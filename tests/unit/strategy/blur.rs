use super::*;

fn gradient(width: u32, height: u32) -> Frame {
    let mut data = Vec::with_capacity((width * height * 4) as usize);
    for y in 0..height {
        for x in 0..width {
            data.extend_from_slice(&[(x * 31 % 256) as u8, (y * 17 % 256) as u8, 128, 255]);
        }
    }
    Frame::new(width, height, data).unwrap()
}

fn mse(a: &Frame, b: &Frame) -> f64 {
    a.data
        .iter()
        .zip(&b.data)
        .map(|(&x, &y)| {
            let d = f64::from(x) - f64::from(y);
            d * d
        })
        .sum::<f64>()
        / a.data.len() as f64
}

#[test]
fn compute_before_prepare_is_a_contract_error() {
    let src = gradient(4, 4);
    let mut s = Blur::new();
    assert!(s.compute_frame(&src, &src, 50).is_err());
}

#[test]
fn full_progress_is_the_source_exactly() {
    let src = gradient(16, 12);
    let mut s = Blur::new();
    let placeholder = s.prepare(&src).unwrap();
    assert_eq!(s.compute_frame(&src, &placeholder, 100).unwrap(), src);
}

#[test]
fn zero_progress_matches_the_placeholder() {
    let src = gradient(16, 12);
    let mut s = Blur::new();
    let placeholder = s.prepare(&src).unwrap();
    assert_eq!(s.compute_frame(&src, &placeholder, 0).unwrap(), placeholder);
}

#[test]
fn the_image_sharpens_as_progress_grows() {
    let src = gradient(24, 24);
    let mut s = Blur::new();
    let placeholder = s.prepare(&src).unwrap();
    let coarse = s.compute_frame(&src, &placeholder, 10).unwrap();
    let fine = s.compute_frame(&src, &placeholder, 90).unwrap();
    assert!(mse(&fine, &src) < mse(&coarse, &src));
}

#[test]
fn declared_contract() {
    let s = Blur::new();
    assert_eq!(s.step_domain(), StepDomain::Percent);
    assert_eq!(s.preferred_model(), ExecutionModel::Async);
}
//! Reveal strategies: pluggable units that composite the next frame from the
//! source image, the running frame and a step value.

pub(crate) mod alpha;
pub(crate) mod blocks;
pub(crate) mod blur;
pub(crate) mod fill;
pub(crate) mod pixelate;
pub(crate) mod radial;
pub(crate) mod spiral;
pub(crate) mod stripes;

pub use alpha::AlphaBlend;
pub use blocks::BlockMosaic;
pub use blur::Blur;
pub use fill::ColorRegionFill;
pub use pixelate::Pixelation;
pub use radial::RadialWipe;
pub use spiral::SpiralPath;
pub use stripes::StripeMosaic;

use crate::foundation::core::Frame;
use crate::foundation::error::{UnveilError, UnveilResult};
use std::time::Duration;

/// The unit a strategy's `step` argument is expressed in.
#[derive(Clone, Copy, Debug, PartialEq, Eq)]
pub enum StepDomain {
    /// `step` is an integer percent in `0..=100`.
    Percent,
    /// `step` is a cell index into the strategy's partition.
    Cell,
}

/// How composite work is scheduled for an attached strategy.
#[derive(Clone, Copy, Debug, PartialEq, Eq, serde::Serialize, serde::Deserialize)]
#[serde(rename_all = "snake_case")]
pub enum ExecutionModel {
    /// Composite on the caller's thread; the frame is delivered before
    /// `set_progress` returns.
    Sync,
    /// Each `set_progress` call enqueues exactly one single-shot composite on
    /// the session worker. No cancellation: overlapping calls all complete
    /// and deliver.
    Async,
    /// Background composite with incremental, gap-filling delivery (the
    /// catch-up scheduler).
    Hybrid,
}

/// Common contract implemented by every reveal strategy.
///
/// Lifecycle: [`prepare`](RevealStrategy::prepare) exactly once per session,
/// then any number of [`compute_frame`](RevealStrategy::compute_frame) calls,
/// then [`cleanup`](RevealStrategy::cleanup) (idempotent). Compositing before
/// `prepare` is a contract error.
pub trait RevealStrategy: Send {
    /// One-time precomputation. Returns the placeholder frame shown at
    /// progress zero and builds any derived artifacts (partition, shuffled
    /// order, blurred copy).
    fn prepare(&mut self, source: &Frame) -> UnveilResult<Frame>;

    /// Composite the frame for `step`, reading `current` (the engine's
    /// current frame) but never retaining a reference to it. Pure in its
    /// inputs modulo artifacts fixed at `prepare`. Steps beyond the
    /// strategy's domain clamp to a no-op.
    fn compute_frame(
        &mut self,
        source: &Frame,
        current: &Frame,
        step: u32,
    ) -> UnveilResult<Frame>;

    /// Release derived artifacts. Safe to call more than once.
    fn cleanup(&mut self);

    /// The unit `compute_frame` interprets `step` in.
    fn step_domain(&self) -> StepDomain;

    /// Number of cells for [`StepDomain::Cell`] strategies, `None` otherwise.
    fn cell_count(&self) -> Option<u32> {
        None
    }

    /// Minimum interval between recomputations, for strategies that
    /// self-throttle under the async model. The engine re-delivers the
    /// previous frame unchanged inside the window.
    fn throttle(&self) -> Option<Duration> {
        None
    }

    /// The execution model this strategy is designed for. `attach` callers
    /// may override it.
    fn preferred_model(&self) -> ExecutionModel;
}

pub(crate) fn ensure_prepared<'a, T>(artifact: Option<&'a T>) -> UnveilResult<&'a T> {
    artifact.ok_or_else(|| UnveilError::contract("compute_frame called before prepare"))
}

/// Named cell-extent classes for the block mosaic, in pixels.
#[derive(Clone, Copy, Debug, PartialEq, Eq, serde::Serialize, serde::Deserialize)]
#[serde(rename_all = "snake_case")]
pub enum CellSize {
    /// 75 px cells.
    Big,
    /// 50 px cells.
    Medium,
    /// 30 px cells.
    Small,
    /// 15 px cells.
    ExtraSmall,
}

impl CellSize {
    /// The extent in pixels this class stands for.
    pub fn pixels(self) -> u32 {
        match self {
            CellSize::Big => 75,
            CellSize::Medium => 50,
            CellSize::Small => 30,
            CellSize::ExtraSmall => 15,
        }
    }
}

/// Named stripe-thickness classes for the stripe mosaic, in pixels.
#[derive(Clone, Copy, Debug, PartialEq, Eq, serde::Serialize, serde::Deserialize)]
#[serde(rename_all = "snake_case")]
pub enum StripeThickness {
    /// 4 px stripes.
    Thin,
    /// 8 px stripes.
    Medium,
    /// 16 px stripes.
    Thick,
}

impl StripeThickness {
    /// The thickness in pixels this class stands for.
    pub fn pixels(self) -> u32 {
        match self {
            StripeThickness::Thin => 4,
            StripeThickness::Medium => 8,
            StripeThickness::Thick => 16,
        }
    }
}

/// Edge the directional region fill grows from.
#[derive(Clone, Copy, Debug, PartialEq, Eq, serde::Serialize, serde::Deserialize)]
#[serde(rename_all = "snake_case")]
pub enum FillDirection {
    /// Reveal grows from the left edge.
    LeftToRight,
    /// Reveal grows from the right edge.
    RightToLeft,
    /// Reveal grows from the top edge.
    TopToBottom,
    /// Reveal grows from the bottom edge.
    BottomToTop,
}

impl FillDirection {
    /// Parse a direction name, accepting the usual short aliases.
    pub fn parse(name: &str) -> UnveilResult<Self> {
        match name.trim().to_ascii_lowercase().as_str() {
            "left_to_right" | "lefttoright" | "ltr" => Ok(FillDirection::LeftToRight),
            "right_to_left" | "righttoleft" | "rtl" => Ok(FillDirection::RightToLeft),
            "top_to_bottom" | "toptobottom" | "ttb" => Ok(FillDirection::TopToBottom),
            "bottom_to_top" | "bottomtotop" | "btt" => Ok(FillDirection::BottomToTop),
            other => Err(UnveilError::config(format!(
                "unknown fill direction '{other}'"
            ))),
        }
    }
}

/// Sweep direction of the radial wipe.
#[derive(Clone, Copy, Debug, Default, PartialEq, Eq, serde::Serialize, serde::Deserialize)]
#[serde(rename_all = "snake_case")]
pub enum Rotation {
    /// Positive sweep, 12 o'clock toward 3 o'clock.
    #[default]
    Clockwise,
    /// Negative sweep, 12 o'clock toward 9 o'clock.
    CounterClockwise,
}
use crate::foundation::error::{UnveilError, UnveilResult};

/// A raster frame as straight-alpha RGBA8 pixels.
///
/// Frames are immutable by convention: every composite step produces a new
/// `Frame` rather than mutating its inputs in place. The engine replaces its
/// current-frame reference wholesale after each delivery.
#[derive(Clone, Debug, PartialEq, Eq)]
pub struct Frame {
    /// Frame width in pixels.
    pub width: u32,
    /// Frame height in pixels.
    pub height: u32,
    /// RGBA8 bytes, tightly packed, row-major.
    pub data: Vec<u8>,
}

impl Frame {
    /// Create a frame from raw RGBA8 bytes, validating the buffer length.
    pub fn new(width: u32, height: u32, data: Vec<u8>) -> UnveilResult<Self> {
        let expected = byte_len(width, height)?;
        if data.len() != expected {
            return Err(UnveilError::config(format!(
                "frame data length {} does not match {}x{}x4",
                data.len(),
                width,
                height
            )));
        }
        Ok(Self {
            width,
            height,
            data,
        })
    }

    /// Create a frame filled with a single RGBA color.
    pub fn filled(width: u32, height: u32, rgba: [u8; 4]) -> UnveilResult<Self> {
        let len = byte_len(width, height)?;
        let mut data = Vec::with_capacity(len);
        for _ in 0..len / 4 {
            data.extend_from_slice(&rgba);
        }
        Ok(Self {
            width,
            height,
            data,
        })
    }

    /// Read the pixel at `(x, y)`. Out-of-bounds coordinates return `None`.
    pub fn pixel(&self, x: u32, y: u32) -> Option<[u8; 4]> {
        if x >= self.width || y >= self.height {
            return None;
        }
        let i = ((y * self.width + x) * 4) as usize;
        Some([
            self.data[i],
            self.data[i + 1],
            self.data[i + 2],
            self.data[i + 3],
        ])
    }

    /// Borrow the pixel at `(x, y)` mutably. Callers stay in bounds.
    pub(crate) fn pixel_mut(&mut self, x: u32, y: u32) -> &mut [u8] {
        let i = ((y * self.width + x) * 4) as usize;
        &mut self.data[i..i + 4]
    }

    /// Convert from a decoded [`image::RgbaImage`].
    pub fn from_image(img: &image::RgbaImage) -> Self {
        Self {
            width: img.width(),
            height: img.height(),
            data: img.as_raw().clone(),
        }
    }

    /// Convert into an [`image::RgbaImage`] for encoding or display.
    pub fn into_image(self) -> UnveilResult<image::RgbaImage> {
        let (width, height) = (self.width, self.height);
        image::RgbaImage::from_raw(width, height, self.data).ok_or_else(|| {
            UnveilError::compute(format!("frame buffer does not fit {width}x{height}"))
        })
    }
}

pub(crate) fn byte_len(width: u32, height: u32) -> UnveilResult<usize> {
    (width as usize)
        .checked_mul(height as usize)
        .and_then(|v| v.checked_mul(4))
        .ok_or_else(|| UnveilError::config("frame dimensions overflow"))
}

/// Scalar reveal progress in the normalized unit interval `[0.0, 1.0]`.
///
/// Callers may move progress backward or jump it arbitrarily; the engine
/// never assumes monotonic non-decrease.
#[derive(Clone, Copy, Debug, PartialEq, PartialOrd, serde::Serialize, serde::Deserialize)]
pub struct Progress(f32);

impl Progress {
    /// Progress zero: only the placeholder frame is shown.
    pub const ZERO: Progress = Progress(0.0);
    /// Full progress: the source image is fully revealed.
    pub const FULL: Progress = Progress(1.0);

    /// Create from a normalized ratio. Non-finite values are rejected; finite
    /// values are clamped into `[0.0, 1.0]`.
    pub fn from_ratio(ratio: f32) -> UnveilResult<Self> {
        if !ratio.is_finite() {
            return Err(UnveilError::config("progress ratio must be finite"));
        }
        Ok(Self(ratio.clamp(0.0, 1.0)))
    }

    /// Create from an integer percent, clamped to `[0, 100]`.
    pub fn from_percent(percent: u32) -> Self {
        Self(percent.min(100) as f32 / 100.0)
    }

    /// The normalized ratio.
    pub fn ratio(self) -> f32 {
        self.0
    }

    /// Round to the nearest integer percent in `[0, 100]`.
    pub fn as_percent(self) -> u32 {
        (self.0 * 100.0).round() as u32
    }
}

#[cfg(test)]
#[path = "../../tests/unit/foundation/core.rs"]
mod tests;
//! The progress driver: session state machine, execution models, catch-up
//! scheduling and frame delivery.

pub(crate) mod catchup;
/// The engine session state machine.
pub mod session;
/// Frame delivery sinks.
pub mod sink;
/// Host-side persistence snapshots.
pub mod snapshot;
pub(crate) mod worker;

use std::sync::{Mutex, MutexGuard, PoisonError};

/// Lock a mutex, recovering the guard when a previous holder panicked.
pub(crate) fn lock<T: ?Sized>(mutex: &Mutex<T>) -> MutexGuard<'_, T> {
    mutex.lock().unwrap_or_else(PoisonError::into_inner)
}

========================

Aim of the task: Find the word "Convert" in the data and copy out each line where it turns up.

Exercise result:
    /// Convert from a decoded [`image::RgbaImage`].
    /// Convert into an [`image::RgbaImage`] for encoding or display.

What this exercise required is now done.